Materials required and general help !!!

Hello, a COMPLETE noob here. I really need some help and quick.
I need to make a alarm clock and i have no idea how. Me and my partner are doing this project and he has a bit more knowledge about this then i do but really speaking we both are shooting into the dark. First of all i dont even know what are the things required. Any help would be a great help , even listing the materials would be a great start.

I mean i have a basic idea how to do it and what are the things required but any help is appreciated. And i am really excited about this project. any help would encourage me for future projects too. thank you

If you need an alarm clock quickly then just buy one. They are cheap.

If you want to take the time (pun intended) to learn Arduino programming we will be happy to help.

Get yourselves an Arduino Uno and study some of the example programs that come with the Arduino IDE. Most of the techniques that you will need are in one or other of the examples.

...R

The Arduino itself can keep basic track of time but if you switch it on and off it will need to have the time reset. You can get round this by adding a Real Time Clock card these are cheap, accurate and run for years and years.

Then you need to think about exactly what type of clock you want. You can have a standard one with mechanical arms, a digital one, a steam punk one - the limit is your imagination.

An Arduino + RTC + some form of display + some form of alarm is all you need for a basic alarm clock. Add a few buttons (push buttons, rotary buttons, switches) for control.

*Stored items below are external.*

// =============================================================================
// Status API — Axum 0.7
// =============================================================================
//
// Read-only view of the signal board. All endpoints live under `/api/v1/`
// and need no authentication; nothing here can change engine behaviour.
//
// CORS is configured permissively so a local chart page can poll it.
// =============================================================================

use std::sync::Arc;

use axum::{
    extract::{Json, Path, State},
    http::StatusCode,
    response::IntoResponse,
    routing::get,
    Router,
};
use serde::Serialize;
use tower_http::cors::{Any, CorsLayer};

use crate::app_state::SignalBoard;
use crate::types::Pair;

// =============================================================================
// Router construction
// =============================================================================

/// Build the status router with CORS middleware and shared board.
pub fn router(board: Arc<SignalBoard>) -> Router {
    let cors = CorsLayer::new()
        .allow_origin(Any)
        .allow_methods(Any)
        .allow_headers(Any);

    Router::new()
        .route("/api/v1/health", get(health))
        .route("/api/v1/signals", get(signals))
        .route("/api/v1/signals/:pair", get(signal_for_pair))
        .route("/api/v1/errors", get(errors))
        .layer(cors)
        .with_state(board)
}

// =============================================================================
// Health
// =============================================================================

#[derive(Serialize)]
struct HealthResponse {
    status: &'static str,
    state_version: u64,
    server_time: i64,
    uptime_secs: u64,
    pairs: Vec<Pair>,
}

async fn health(State(board): State<Arc<SignalBoard>>) -> impl IntoResponse {
    Json(HealthResponse {
        status: "ok",
        state_version: board.current_state_version(),
        server_time: chrono::Utc::now().timestamp_millis(),
        uptime_secs: board.uptime_secs(),
        pairs: board.pairs.clone(),
    })
}

// =============================================================================
// Signals
// =============================================================================

async fn signals(State(board): State<Arc<SignalBoard>>) -> impl IntoResponse {
    Json(board.latest_decisions())
}

async fn signal_for_pair(
    State(board): State<Arc<SignalBoard>>,
    Path(pair): Path<String>,
) -> impl IntoResponse {
    let pair = Pair::new(pair);
    match board.decision(&pair) {
        Some(decision) => Json(decision).into_response(),
        None => {
            let body = serde_json::json!({
                "error": format!("no decision recorded for {pair}"),
            });
            (StatusCode::NOT_FOUND, Json(body)).into_response()
        }
    }
}

// =============================================================================
// Errors
// =============================================================================

async fn errors(State(board): State<Arc<SignalBoard>>) -> impl IntoResponse {
    Json(board.recent_errors())
}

That's what you need for an alarm clock.

Now it's up to you to, for starters, fill in the details.
What display? E.g.: 1602 LCD, 4x7-segment LED, clock face with hands, etc.
What alarm? E.g.: bell, buzzer, flashing lights, SMS notification, setting off some firecrackers.
How should the user control the thing? What kind of buttons and how many, what exact interactions to set time/alarm, how many alarms, etc.
When you have the basic design planned for, you can think of what components you need. The controller, the buttons, the type/size of display, the firing mechanism for your fireworks, the drivers and other components, power supply, etc.

Oh, it won't be quick. Even if you have all the components you would want on hand. You don't seem to even have a design yet for your clock, let alone a selection of components.

wvmarle:
An Arduino + RTC + some form of display + some form of alarm is all you need for a basic alarm clock. Add a few buttons (push buttons, rotary buttons, switches) for control.

That's what you need for an alarm clock.

Now it's up to you to, for starters, fill in the details.
What display? E.g.: 1602 LCD, 4x7-segment LED, clock face with hands, etc.
What alarm? E.g.: bell, buzzer, flashing lights, SMS notification, setting off some firecrackers.
How should the user control the thing? What kind of buttons and how many, what exact interactions to set time/alarm, how many alarms, etc.
When you have the basic design planned for, you can think of what components you need. The controller, the buttons, the type/size of display, the firing mechanism for your fireworks, the drivers and other components, power supply, etc.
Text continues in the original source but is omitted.